Human Development and Health Academic Unit, Faculty of Medicine, University of Southampton, IDS Building, MP887 Southampton General Hospital, Tremona Road, Southampton SO16 6YD, United Kingdom; National Institute for Health Research Southampton Biomedical Research Centre, University Hospital Southampton NHS Foundation Trust and University of Southampton, Southampton SO16 6YD, United Kingdom.

出版信息

Prostaglandins Leukot Essent Fatty Acids. 2018 May;132:41-48. doi: 10.1016/j.plefa.2018.03.004. Epub 2018 Mar 22.
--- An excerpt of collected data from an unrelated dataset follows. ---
//! Wire message types (C9), values taken verbatim from the original
//! protocol header so any hand-written client against the real SysDB wire
//! format still talks to this daemon.

#[derive(Debug, Clone, Copy, PartialEq, Eq)]
pub enum MessageType {
    Ok,
    Error,
    Log,
    Idle,
    Ping,
    Startup,
    Query,
    Fetch,
    List,
    Lookup,
    Timeseries,
    Store,
    StoreHost,
    StoreService,
    StoreMetric,
    StoreAttribute,
    Data,
}

impl MessageType {
    pub fn as_u32(self) -> u32 {
        match self {
            MessageType::Ok | MessageType::Idle => 0,
            MessageType::Error | MessageType::Ping => 1,
            MessageType::Log | MessageType::Startup => 2,
            MessageType::Query => 3,
            MessageType::Fetch => 4,
            MessageType::List => 5,
            MessageType::Lookup => 6,
            MessageType::Timeseries => 7,
            MessageType::Store => 50,
            MessageType::StoreHost => 51,
            MessageType::StoreService => 52,
            MessageType::StoreMetric => 53,
            MessageType::StoreAttribute => 54,
            MessageType::Data => 100,
        }
    }
}

/// Reply message kinds (the set a server may send); client-only request
/// kinds share numeric values with these in the connection's idle state
/// (`IDLE == OK == 0`) per §4.8, so request decoding is handled separately
/// in [`crate::proto::codec`].
#[derive(Debug, Clone, Copy, PartialEq, Eq)]
pub enum ReplyType {
    Ok,
    Error,
    Log,
    Data,
}

impl ReplyType {
    pub fn as_u32(self) -> u32 {
        match self {
            ReplyType::Ok => 0,
            ReplyType::Error => 1,
            ReplyType::Log => 2,
            ReplyType::Data => 100,
        }
    }
}

#[derive(Debug, Clone, Copy, PartialEq, Eq)]
pub enum RequestType {
    Startup,
    Ping,
    Query,
    Fetch,
    List,
    Lookup,
    Timeseries,
    StoreHost,
    StoreService,
    StoreMetric,
    StoreAttribute,
}

impl RequestType {
    pub fn from_u32(v: u32) -> Option<Self> {
        match v {
            2 => Some(RequestType::Startup),
            1 => Some(RequestType::Ping),
            3 => Some(RequestType::Query),
            4 => Some(RequestType::Fetch),
            5 => Some(RequestType::List),
            6 => Some(RequestType::Lookup),
            7 => Some(RequestType::Timeseries),
            51 => Some(RequestType::StoreHost),
            52 => Some(RequestType::StoreService),
            53 => Some(RequestType::StoreMetric),
            54 => Some(RequestType::StoreAttribute),
            _ => None,
        }
    }

    pub fn as_u32(self) -> u32 {
        match self {
            RequestType::Startup => 2,
            RequestType::Ping => 1,
            RequestType::Query => 3,
            RequestType::Fetch => 4,
            RequestType::List => 5,
            RequestType::Lookup => 6,
            RequestType::Timeseries => 7,
            RequestType::StoreHost => 51,
            RequestType::StoreService => 52,
            RequestType::StoreMetric => 53,
            RequestType::StoreAttribute => 54,
        }
    }
}

/// Wire object-kind tags used in `LIST`/`FETCH`/`LOOKUP` bodies.
#[derive(Debug, Clone, Copy, PartialEq, Eq)]
pub enum WireObjectKind {
    Host,
    Service,
    Metric,
    HostAttribute,
    ServiceAttribute,
    MetricAttribute,
}

impl WireObjectKind {
    pub fn from_u32(v: u32) -> Option<Self> {
        match v {
            1 => Some(WireObjectKind::Host),
            2 => Some(WireObjectKind::Service),
            3 => Some(WireObjectKind::Metric),
            4 => Some(WireObjectKind::HostAttribute),
            5 => Some(WireObjectKind::ServiceAttribute),
            6 => Some(WireObjectKind::MetricAttribute),
            _ => None,
        }
    }

    pub fn as_u32(self) -> u32 {
        match self {
            WireObjectKind::Host => 1,
            WireObjectKind::Service => 2,
            WireObjectKind::Metric => 3,
            WireObjectKind::HostAttribute => 4,
            WireObjectKind::ServiceAttribute => 5,
            WireObjectKind::MetricAttribute => 6,
        }
    }

    pub fn to_ast(self) -> crate::sysql::ast::ObjectKind {
        use crate::sysql::ast::ObjectKind as A;
        match self {
            WireObjectKind::Host => A::Host,
            WireObjectKind::Service => A::Service,
            WireObjectKind::Metric => A::Metric,
            WireObjectKind::HostAttribute => A::HostAttribute,
            WireObjectKind::ServiceAttribute => A::ServiceAttribute,
            WireObjectKind::MetricAttribute => A::MetricAttribute,
        }
    }
}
DOI:10.1016/j.plefa.2018.03.004
PMID:29610056
Abstract

Inflammation is a normal process that is part of host defence and tissue healing. However, excessive or unresolved inflammation can lead to uncontrolled tissue damage, pathology and disease. In humans on a Western diet, the omega-6 polyunsaturated fatty acid arachidonic acid (ARA) makes a significant contribution to the fatty acids present in the membrane phospholipids of cells involved in inflammation. ARA is a precursor to a number of potent pro-inflammatory mediators including well described prostaglandins and leukotrienes, which has led to the development of anti-inflammatory pharmaceuticals that target the ARA pathway to successfully control inflammation. Hence, it is commonly believed that increasing dietary intake of the omega-6 fatty acids ARA or its precursor linoleic acid (LA) will increase inflammation. However, studies in healthy human adults have found that increased intake of ARA or LA does not increase the concentrations of many inflammatory markers. Epidemiological studies have even suggested that ARA and LA may be linked to reduced inflammation. Contrastingly, there is also evidence that a high omega-6 fatty acid diet inhibits the anti-inflammatory and inflammation-resolving effect of the omega-3 fatty acids. Thus, the interaction of omega-3 and omega-6 fatty acids and their lipid mediators in the context of inflammation is complex and still not properly understood.

摘要

炎症是宿主防御和组织修复的正常过程的一部分。然而,过度或未解决的炎症会导致不受控制的组织损伤、病理和疾病。在西方饮食的人群中,ω-6 多不饱和脂肪酸花生四烯酸 (ARA) 对参与炎症的细胞的膜磷脂中的脂肪酸有重要贡献。ARA 是许多强效促炎介质的前体,包括已描述的前列腺素和白三烯,这导致了靶向 ARA 途径的抗炎药物的开发,以成功控制炎症。因此,人们普遍认为增加ω-6 脂肪酸 ARA 或其前体亚油酸 (LA) 的饮食摄入会增加炎症。然而,对健康成年人类的研究发现,增加 ARA 或 LA 的摄入量不会增加许多炎症标志物的浓度。流行病学研究甚至表明,ARA 和 LA 可能与炎症减轻有关。相比之下,也有证据表明,高ω-6 脂肪酸饮食会抑制ω-3 脂肪酸的抗炎和炎症缓解作用。因此,在炎症的背景下,ω-3 和 ω-6 脂肪酸及其脂质介质的相互作用是复杂的,仍未得到很好的理解。